2.5
March 6, 2011

The Sheen Sutras ~ Charlie Sheen, Yoga Master.

I, like most GenX and GenY’ers, appreciate a grand pallet of human experience – highbrow and lowbrow, pop and specific culture.

The public meltdown of a celebrity ranks high on my list of obsessions and enjoyments – OJ Simpson, Britney Spears, Lindsey Lohan, Tiger Woods, Paris Hilton and our current sensation, Charlie Sheen, captivates me.

The Sheen experience is exponentially rich due to his manic ramblings and nonsensical claims.  We seem thoroughly engaged in his fantastical odyssey.  He is to date the only person to reach one million Twitter followers in 24 hours and held an audience of 100,000+ on his Ustream show Saturday night.  And, there have been three posts in the last month on this journal – a site geared towards consciousness – about the yogic, astrological, and consciousness driven meaning-making we could draw from Sheen’s current public persona.

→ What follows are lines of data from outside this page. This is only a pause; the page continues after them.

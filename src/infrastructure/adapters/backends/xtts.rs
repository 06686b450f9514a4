//! XTTS Backend - Coqui XTTS v2 模型服务
//!
//! 覆盖 17 种语言，支持全部采样参数

use async_trait::async_trait;
use serde::Serialize;

use super::model_server::{ensure_reference_audio, ModelServerClient, ModelServerConfig};
use crate::application::ports::{
    BackendError, BackendSynthesisRequest, LanguageSupport, SynthesisBackendPort,
};
use crate::domain::audio::PcmBuffer;

pub const XTTS_BACKEND: &str = "xtts";

/// XTTS 支持的语言
pub const XTTS_LANGUAGES: [&str; 17] = [
    "en", "es", "fr", "de", "it", "pt", "pl", "tr", "ru", "nl", "cs", "ar", "zh", "ja", "ko",
    "hu", "vi",
];

/// 转换为 XTTS 的语言代码，未知语言回退到英语
pub fn xtts_language(code: &str) -> &'static str {
    let code = code.to_lowercase();
    if code == "zh" {
        return "zh-cn";
    }
    XTTS_LANGUAGES
        .iter()
        .find(|l| **l == code)
        .copied()
        .unwrap_or("en")
}

/// XTTS 推理请求体
#[derive(Debug, Serialize)]
struct XttsPayload<'a> {
    text: &'a str,
    speaker_wav: String,
    language: &'static str,
    speed: f32,
    temperature: f32,
    top_p: f32,
    repetition_penalty: f32,
    min_p: f32,
    length_penalty: f32,
    cond_free_k: f32,
}

/// XTTS Backend
pub struct XttsBackend {
    client: ModelServerClient,
}

impl XttsBackend {
    pub fn new(config: ModelServerConfig) -> Result<Self, BackendError> {
        Ok(Self {
            client: ModelServerClient::new(config)?,
        })
    }
}

#[async_trait]
impl SynthesisBackendPort for XttsBackend {
    fn name(&self) -> &str {
        XTTS_BACKEND
    }

    fn supported_languages(&self) -> LanguageSupport {
        LanguageSupport::only(XTTS_LANGUAGES)
    }

    async fn synthesize(&self, request: BackendSynthesisRequest) -> Result<PcmBuffer, BackendError> {
        ensure_reference_audio(&request.reference_audio).await?;

        let payload = XttsPayload {
            text: &request.text,
            speaker_wav: request.reference_audio.display().to_string(),
            language: xtts_language(&request.language),
            speed: request.speed,
            temperature: request.tuning.temperature,
            top_p: request.tuning.top_p,
            repetition_penalty: request.tuning.repetition_penalty,
            min_p: request.tuning.min_p,
            length_penalty: request.tuning.exaggeration,
            cond_free_k: request.tuning.cfg_weight,
        };

        tracing::debug!(
            backend = XTTS_BACKEND,
            speaker_id = %request.speaker_id,
            language = payload.language,
            text_len = request.text.len(),
            "XTTS synthesizing"
        );

        self.client.synthesize(XTTS_BACKEND, &payload).await
    }

    async fn health_check(&self) -> bool {
        self.client.health_check().await
    }
}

And, I admit, I took a moment from my Saturday evening to log in and watch.  Anticipating a cultural car wreck of ecstatic proportions, I yawned and balked.  Like most, I was disappointed by with the show.  I was hoping for a solid psychopathic rant.  I logged off in disappointment after 12 minutes.  How do you go from “I’m sorry, man, but I’ve got magic. I’ve got poetry in my fingertips. Most of the time – and this includes naps – I’m an F-18, bro. And I will destroy you in the air. I will deploy my ordinance to the ground.” to fart noises and reading responses from twitter followers.  At least he was chain smoking.

What I find most interesting about our social obsession with Sheen’s insanity is that his ramblings aren’t too far from what the tradition’s masters claimed as the enlightened experience.  There is a fine line between insanity and freedom.  If Rajneesh said, “I have tiger blood flowing through my veins” would we laugh in dismiss or sign-up for a retreat?  If a Yogi Bhajan said, “I closed my eyes and in a nanosecond I cured myself… I have a disease? Bullshit. I cured it with my brain.” would we completely disregard the comment or buy his book hoping to achieve the same?  Make a vision board, anyone?

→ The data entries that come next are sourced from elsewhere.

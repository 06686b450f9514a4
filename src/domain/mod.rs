//! Domain Layer - 领域层
//!
//! 包含三个限界上下文:
//! - Speaker Context: 说话人与参考音频
//! - Synthesis Context: 合成请求、分段与结果
//! - Audio Context: PCM 模型与拼接

pub mod audio;
pub mod speaker;
pub mod synthesis;

// 共享的文本处理
mod text_chunker;
mod text_normalizer;

pub use text_chunker::{split_text, DEFAULT_MAX_CHUNK_CHARS};
pub use text_normalizer::{normalize_text, strip_spoken_punctuation};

Given a different context, less porn stars and blow binges, Sheen could possibly be our next Eckhart Tolle: “Apocalypse Now will teach you how to live inside of a moment between a moment.”  Sound familiar?

Sheen is easy to dismiss because we think we’re not him.  In the realm of consciousness, we are certainly not Chuck Sheen, and we can continue to walk blissful down the path of consciousness and self-realization knowing that we are indeed better.  Until we have our own special realization of Buddha-mind and the subtle spiritual ego places itself on a spiritual pedestal wrapped in the cloak of humility and compassion to express claims similar to, “It might be lonely up here but I sure like the view.”

In a different context, a spiritual context, claims such as, “If you’re a part of my family, I will love you violently,” “I’m on a quest to claim absolute victory on every front,” or “It’s been a tsunami. And I’ve been riding it on a mercury surfboard” might be celebrated offering inspiration to the masses, one day ending up on coffee mugs and refrigerator magnets.

And, given the specialness that yoga culture typically unloads on its patrons, spontaneous realizations like “I’m tired of pretending like I’m not special. I’m tired of pretending like I’m not bitchin’, a total freakin’ rock star from Mars.” might very well be the point of yoga in our modern world.  In fact, culture in point, we might all very well be moving towards, “I have a different brain, I have a different heart.  I have Adonis DNA.  I got tiger blood, man.

I can see it now: TigerBlood by Lululemon.

I would like to propose a different view.  Instead of fascination due to difference, perhaps we’re fascinated due to sameness.  In an honest moment, the claims my mind has made differ little from Sheen’s.  I think I’m great, mostly.  And I feel that my obsession with Sheen lays not in the entertaining value of difference but in recognition of myself.  I am perhaps Charlie Sheen.  And Sheen’s transformative potential is not found in his potential recovery but that of my own.